Children of the Adirondacks are rich in wild lands, clean waters and recreational opportunity. Despite the privilege of growing up in close proximity to a vast amount of natural treasures, many children suffer from a severe disadvantage: they are wealthy in resources, but poor in access.
One would think that since these children live in communities surrounded by an incredible wilderness landscape, they would readily enjoy world-class adventure travel opportunities.
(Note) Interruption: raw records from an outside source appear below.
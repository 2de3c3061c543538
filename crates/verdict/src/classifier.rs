use anyhow::{anyhow, Result};

use crate::config::ClassifierConfig;
use crate::scorer::{ScoreResult, SentimentScorer};

#[cfg(feature = "neural")]
use ort::session::{builder::GraphOptimizationLevel, Session};
#[cfg(feature = "neural")]
use ort::value::Tensor;

/// Label assigned by a pretrained model and the probability it gave that label
#[derive(Debug, Clone, PartialEq)]
pub struct Classification {
  pub label: String,
  pub confidence: f32,
}

impl Classification {
  pub fn neutral() -> Self {
    Self { label: "NEUTRAL".to_string(), confidence: 0.0 }
  }
}

#[cfg_attr(test, mockall::automock)]
pub trait Classifier: Send {
  fn classify(&mut self, text: &str) -> Result<Classification>;
}

/// Wraps any [`Classifier`] behind the common scorer contract
pub struct ClassifierScorer {
  classifier: Box<dyn Classifier>,
}

impl ClassifierScorer {
  pub fn new(classifier: Box<dyn Classifier>) -> Self {
    Self { classifier }
  }
}

impl SentimentScorer for ClassifierScorer {
  fn score(&mut self, cleaned_text: &str) -> Result<ScoreResult> {
    if cleaned_text.trim().is_empty() {
      return Ok(ScoreResult::Classified(Classification::neutral()));
    }
    Ok(ScoreResult::Classified(self.classifier.classify(cleaned_text)?))
  }
}

pub fn softmax(logits: &[f32]) -> Vec<f32> {
  let max = logits.iter().copied().fold(f32::NEG_INFINITY, f32::max);
  let exps: Vec<f32> = logits.iter().map(|l| (l - max).exp()).collect();
  let sum: f32 = exps.iter().sum();
  exps.into_iter().map(|e| e / sum).collect()
}

/// Arg-max over `probabilities`; indices past the end of `labels` are named
/// `LABEL_{i}` and later categorize as neutral
pub fn pick_label(probabilities: &[f32], labels: &[String]) -> Option<Classification> {
  let (index, confidence) = probabilities
    .iter()
    .copied()
    .enumerate()
    .max_by(|a, b| a.1.total_cmp(&b.1))?;

  let label = labels.get(index).cloned().unwrap_or_else(|| format!("LABEL_{index}"));
  Some(Classification { label, confidence })
}

#[cfg(feature = "neural")]
pub struct OnnxClassifier {
  session: Session,
  tokenizer: tokenizers::Tokenizer,
  labels: Vec<String>,
}

#[cfg(feature = "neural")]
impl OnnxClassifier {
  pub fn load(config: &ClassifierConfig) -> Result<Self> {
    let session = create_session(&config.model)?;

    if !config.tokenizer.exists() {
      return Err(crate::error::VerdictError::missing_resource("tokenizer", &config.tokenizer).into());
    }
    let mut tokenizer = tokenizers::Tokenizer::from_file(&config.tokenizer)
      .map_err(|e| anyhow!("Failed to load tokenizer: {}", e))?;
    tokenizer
      .with_truncation(Some(tokenizers::TruncationParams {
        max_length: config.max_length,
        ..Default::default()
      }))
      .map_err(|e| anyhow!("Failed to configure truncation: {}", e))?;

    Ok(Self { session, tokenizer, labels: config.labels.clone() })
  }
}

#[cfg(feature = "neural")]
#[cfg(not(tarpaulin_include))]
fn create_session(model: &str) -> Result<Session> {
  let builder = Session::builder()?.with_optimization_level(GraphOptimizationLevel::Level1)?;

  if model.starts_with("http://") || model.starts_with("https://") {
    builder.commit_from_url(model).map_err(|e| anyhow!("Failed to load ONNX model from URL: {}", e))
  } else {
    let path = std::path::Path::new(model);
    if !path.exists() {
      return Err(crate::error::VerdictError::missing_resource("classifier model", path).into());
    }
    builder.commit_from_file(path).map_err(|e| anyhow!("Failed to load local ONNX model: {}", e))
  }
}

#[cfg(feature = "neural")]
#[cfg(not(tarpaulin_include))]
impl Classifier for OnnxClassifier {
  fn classify(&mut self, text: &str) -> Result<Classification> {
    let encoding = self.tokenizer.encode(text, true).map_err(|e| anyhow!("Failed to encode text: {}", e))?;

    let ids: Vec<i64> = encoding.get_ids().iter().map(|&id| id as i64).collect();
    let mask: Vec<i64> = encoding.get_attention_mask().iter().map(|&m| m as i64).collect();
    let length = ids.len();

    let ids = Tensor::from_array(([1usize, length], ids.into_boxed_slice()))?;
    let mask = Tensor::from_array(([1usize, length], mask.into_boxed_slice()))?;

    let outputs = self.session.run(ort::inputs![
      "input_ids" => ids,
      "attention_mask" => mask
    ])?;

    let logits = outputs.get("logits").ok_or_else(|| {
      anyhow!("No logits output - available outputs: {:?}", outputs.keys().collect::<Vec<_>>())
    })?;
    let (_shape, data) = logits.try_extract_tensor::<f32>()?;

    pick_label(&softmax(data), &self.labels).ok_or_else(|| anyhow!("Model returned empty logits"))
  }
}

#[cfg(feature = "neural")]
pub fn create_classifier(config: &ClassifierConfig) -> Result<Box<dyn Classifier>> {
  Ok(Box::new(OnnxClassifier::load(config)?))
}

#[cfg(not(feature = "neural"))]
pub fn create_classifier(_config: &ClassifierConfig) -> Result<Box<dyn Classifier>> {
  Err(anyhow!("The classifier scorer needs verdict built with the `neural` feature"))
}

#[cfg(test)]
mod tests {
  use super::*;
  use mockall::predicate::*;

  #[test]
  fn test_softmax_sums_to_one() {
    let probabilities = softmax(&[-1.2, 2.3]);
    let sum: f32 = probabilities.iter().sum();
    assert!((sum - 1.0).abs() < 1e-6);
    assert!(probabilities[1] > probabilities[0]);
  }

  #[test]
  fn test_pick_label_uses_argmax() {
    let labels = vec!["NEGATIVE".to_string(), "POSITIVE".to_string()];
    let picked = pick_label(&[0.1, 0.9], &labels).unwrap();
    assert_eq!(picked.label, "POSITIVE");
    assert!((picked.confidence - 0.9).abs() < 1e-6);
  }

  #[test]
  fn test_pick_label_past_known_labels() {
    let labels = vec!["NEGATIVE".to_string()];
    assert_eq!(pick_label(&[0.2, 0.8], &labels).unwrap().label, "LABEL_1");
    assert!(pick_label(&[], &labels).is_none());
  }

  #[test]
  fn test_scorer_forwards_text_to_classifier() {
    let mut mock = MockClassifier::new();
    mock
      .expect_classify()
      .with(eq("Water tastes great"))
      .times(1)
      .returning(|_| Ok(Classification { label: "POSITIVE".to_string(), confidence: 0.99 }));

    let mut scorer = ClassifierScorer::new(Box::new(mock));
    let result = scorer.score("Water tastes great").unwrap();

    assert_eq!(
      result,
      ScoreResult::Classified(Classification { label: "POSITIVE".to_string(), confidence: 0.99 })
    );
  }

  #[test]
  fn test_empty_text_skips_model() {
    let mut mock = MockClassifier::new();
    mock.expect_classify().times(0);

    let mut scorer = ClassifierScorer::new(Box::new(mock));
    let result = scorer.score("   ").unwrap();

    assert_eq!(result, ScoreResult::Classified(Classification::neutral()));
  }

  #[test]
  fn test_classifier_errors_propagate() {
    let mut mock = MockClassifier::new();
    mock.expect_classify().returning(|_| Err(anyhow!("inference failed")));

    let mut scorer = ClassifierScorer::new(Box::new(mock));
    assert!(scorer.score("text").is_err());
  }

  #[cfg(not(feature = "neural"))]
  #[test]
  fn test_create_classifier_requires_feature() {
    let err = create_classifier(&ClassifierConfig::default()).err().unwrap();
    assert!(err.to_string().contains("neural"));
  }
}
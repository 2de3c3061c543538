use anyhow::{Context, Result};
use std::time::Duration;
use url::Url;

use crate::config::SplashConfig;
use crate::error::VerdictError;

/// Client for an HTML rendering proxy (Splash `render.html` endpoint)
#[derive(Debug, Clone)]
pub struct SplashClient {
  client: reqwest::Client,
  endpoint: Url,
  wait: u32,
}

impl SplashClient {
  pub fn new(config: &SplashConfig) -> crate::error::Result<Self> {
    let endpoint = Url::parse(&config.url)
      .map_err(|e| VerdictError::config(format!("invalid splash url '{}': {e}", config.url)))?;
    let client = reqwest::Client::builder()
      .timeout(Duration::from_secs(u64::from(config.wait) + 90))
      .build()?;

    Ok(Self { client, endpoint, wait: config.wait })
  }

  /// Render `url` and return the resulting HTML. `render_all` asks the proxy
  /// to render the full page rather than the viewport.
  pub async fn render(&self, url: &str, render_all: bool) -> Result<String> {
    let mut request = self.endpoint.clone();
    request.query_pairs_mut().append_pair("url", url).append_pair("wait", &self.wait.to_string());
    if render_all {
      request.query_pairs_mut().append_pair("render_all", "1");
    }

    tracing::debug!(%url, render_all, "rendering page");
    let response = self.client.get(request).send().await.context("failed to reach the rendering proxy")?;

    let status = response.status();
    if !status.is_success() {
      let body = response.text().await.unwrap_or_default();
      return Err(VerdictError::remote(status.as_u16(), body).into());
    }

    response.text().await.context("failed to read rendered page")
  }
}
Yet, many resident youth lack the necessary skills, education and equipment to fully enjoy the recreational assets available in their own backyard.
The woods and waters of the Adirondacks have hosted the world through two Winter Olympics competitions, the Goodwill Games and three years of ESPN's Great Outdoor Games.
Throughout the year, an estimated 12 to 15 million visitors travel to the region to challenge whitewater on the mighty Hudson River; backpack along the 132-mile Northville Placid Trail; ski, snowshoe or dogsled along numerous trails and old, logging roads; or hunt and fish among the nearly 3 million acres of state Forest Preserve lands.
Paddlers come from across the country to compete in the annual Adirondack Canoe Classic, a 90-mile race that follows a historic canoe route through the heart of the park, while others flock to the High Peaks seeking the coveted title of '46er, after climbing the 46 summits over 4,000 feet in elevation.
Along the fabled Ausable River, flyfishermen pay homage to the feisty brown trout and acrobatic rainbows, while others seek the remote recesses of over 10,000 ponds is search of native brook and lake trout.
Anglers stalk trout along some 30,000 miles of rivers and streams, while the "fish factory" at Lake Champlain continues to draw professional bass anglers to tournaments, where national records are continually established by both the quality and quantity of bass taken.